Eleanor intentó esbozar una débil sonrisa, entendiendo su difícil situación, pero sin poder sacudirse el dolor de corazón.
Rápidamente subió las escaleras para empacar sus cosas, llevándose solo unas pocas prendas.
Caminó hacia la sala de estar, encontrando a Hugo allí, aturdido. Intercambiaron miradas sin decir una palabra.
Ella salió, marchándose como si hubiera tomado una decisión importante.
Y las pocas personas esperando en la puerta inmediatamente llamaron a Jean Nash.
—Señorita, Eleanor Hollis se ha ido, y Hugo no la engañó.
Jean Nash exhaló un suspiro de alivio, dejando su teléfono.
Solo recientemente había regresado al país, después de pasar tiempo en el extranjero.
Cuando era más joven, fue salvada por alguien, pensando erróneamente que era su ex marido. Solo más tarde se dio cuenta de que su ex marido la había engañado.
Se divorció decisivamente y regresó para encontrar a la persona que realmente la había salvado, con todas las evidencias apuntando a Hugo.
Por él, soportó tanto sufrimiento, incluso confiando su castidad a un impostor. El pensamiento le dolía, llevándola a conspirar con Claire Shaw y ejecutar tal plan.
Mientras estaba en el extranjero, ella y Claire habían sido buenas amigas, inseparables. Claire había sido particularmente útil en esta ocasión.
Después de un momento de contemplación, tomó el teléfono para llamar a Claire.
—He hecho lo que sugeriste, y efectivamente me creyeron. El objeto utilizado para la prueba pertenecía a Eleanor Hollis, así que parece que el niño es realmente de ella. Es gracioso que esos dos nunca se dieran cuenta desde el principio hasta el final.
La comisura de la boca de Claire se curvó ligeramente. Jean Nash era meramente su peón para vengarse de Eleanor, debido a que la intromisión de una amiga de Eleanor la hizo huir al extranjero en desgracia.
—Me alegro de que hayas tenido éxito. Una vez que te cases con la Familia Quinton, debes invitarme a tomar algo.

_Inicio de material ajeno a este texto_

//! Commands valid with a mailbox selected.

use tokio::io::{AsyncRead, AsyncWrite};

use super::Client;
use super::states::Selected;
use crate::Result;
use crate::command::Command;
use crate::response;
use crate::types::{Flag, MessageHeaders, Uid};

impl<S> Client<S, Selected>
where
    S: AsyncRead + AsyncWrite + Unpin,
{
    /// Returns the selected mailbox state.
    #[must_use]
    pub const fn selected(&self) -> &Selected {
        &self.state
    }

    /// Runs `UID SEARCH` with raw criteria such as `UNSEEN`.
    pub async fn uid_search(&mut self, criteria: &str) -> Result<Vec<Uid>> {
        let responses = self
            .execute(&Command::UidSearch {
                criteria: criteria.to_string(),
            })
            .await?;
        Ok(response::parse_search(&responses))
    }

    /// Fetches envelope headers without setting `\Seen`.
    pub async fn uid_fetch_headers(&mut self, uids: &[Uid]) -> Result<Vec<MessageHeaders>> {
        if uids.is_empty() {
            return Ok(Vec::new());
        }
        let responses = self
            .execute(&Command::UidFetchHeaders {
                uids: uids.to_vec(),
            })
            .await?;
        Ok(response::parse_fetch_headers(&responses))
    }

    /// Adds flags to one message.
    pub async fn uid_add_flags(&mut self, uid: Uid, flags: &[Flag]) -> Result<()> {
        if flags.is_empty() {
            return Ok(());
        }
        self.execute(&Command::UidAddFlags {
            uids: vec![uid],
            flags: flags.to_vec(),
        })
        .await
        .map(|_| ())
    }
}
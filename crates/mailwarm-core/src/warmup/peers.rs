//! Weighted recipient selection.

use rand::Rng;
use rand::distributions::{Distribution, WeightedIndex};

use crate::model::Peer;
use crate::{Error, Result};

/// Picks one peer with probability proportional to its weight.
///
/// Weights below 1 count as 1, so no configured peer is ever excluded.
///
/// # Errors
///
/// Returns [`Error::EmptyPool`] when `pool` is empty.
pub fn choose<'a, R: Rng + ?Sized>(pool: &'a [Peer], rng: &mut R) -> Result<&'a Peer> {
    if pool.is_empty() {
        return Err(Error::EmptyPool);
    }
    let index = WeightedIndex::new(pool.iter().map(Peer::effective_weight))
        .map_err(|e| Error::InvalidInput(format!("peer weights: {e}")))?;
    Ok(&pool[index.sample(rng)])
}

#[cfg(test)]
#[allow(clippy::unwrap_used)]
mod tests {
    use proptest::prelude::*;
    use rand::SeedableRng;
    use rand::rngs::StdRng;

    use super::*;
    use crate::testing::peer;

    #[test]
    fn empty_pool_is_an_error() {
        let mut rng = StdRng::seed_from_u64(0);
        assert!(matches!(choose(&[], &mut rng), Err(Error::EmptyPool)));
    }

    #[test]
    fn weights_drive_frequency() {
        let pool = vec![peer("a@x.com", 1), peer("b@x.com", 9)];
        let mut rng = StdRng::seed_from_u64(42);
        let b = (0..10_000)
            .filter(|_| choose(&pool, &mut rng).unwrap().address == "b@x.com")
            .count();
        assert!((8500..9500).contains(&b), "b selected {b} times");
    }

    #[test]
    fn non_positive_weights_still_count() {
        let pool = vec![peer("zero@x.com", 0), peer("neg@x.com", -5)];
        let mut rng = StdRng::seed_from_u64(3);
        let zero = (0..2_000)
            .filter(|_| choose(&pool, &mut rng).unwrap().address == "zero@x.com")
            .count();
        assert!((800..1200).contains(&zero), "zero selected {zero} times");
    }

    proptest! {
        #[test]
        fn always_returns_a_pool_member(
            weights in proptest::collection::vec(-10i64..1000, 1..20),
            seed in any::<u64>(),
        ) {
            let pool: Vec<Peer> = weights
                .iter()
                .enumerate()
                .map(|(i, w)| peer(&format!("p{i}@x.com"), *w))
                .collect();
            let mut rng = StdRng::seed_from_u64(seed);
            let chosen = choose(&pool, &mut rng).unwrap();
            prop_assert!(pool.iter().any(|p| p.address == chosen.address));
        }

        #[test]
        fn single_entry_is_always_chosen(weight in any::<i64>(), seed in any::<u64>()) {
            let pool = vec![peer("only@x.com", weight)];
            let mut rng = StdRng::seed_from_u64(seed);
            prop_assert_eq!(&choose(&pool, &mut rng).unwrap().address, "only@x.com");
        }
    }
}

Un rubor cruzó el rostro de Jean mientras golpeaba el suelo con el pie.
—Lo sé, y la enfermedad de la familia Hollis resulta ser un área de estudio para el médico privado de la familia Nash. Internacionalmente, mi médico es el único que la investiga. Hugo no tiene más opción que comprometerse conmigo. Es como si el destino mismo me estuviera ayudando. Claire, muchas gracias esta vez. Una vez que me case con la Familia Quinton, podrás regresar con seguridad. Hugo sin duda estará de mi lado y no perseguirá lo que hiciste en el pasado.
Claire asintió. Su reticencia a regresar a casa era por temor a que esos eventos aún fueran recordados por Eleanor.
Después de intercambiar unas palabras más, terminaron la llamada.
Después de mudarse de la villa de la Familia Quinton, Eleanor fue a la casa de la familia Hollis. La mayoría de los sirvientes de la familia Hollis habían sido despedidos por ella, y el lugar ahora parecía vacío, aunque una persona designada venía a limpiarlo mensualmente, manteniendo la casa ordenada.
Al encender las luces de la habitación, vio a un hombre sentado dentro. Sus ojos instantáneamente se volvieron vigilantes, queriendo irse, pero varios hombres de repente entraron corriendo desde el lado, bloqueando completamente su escape.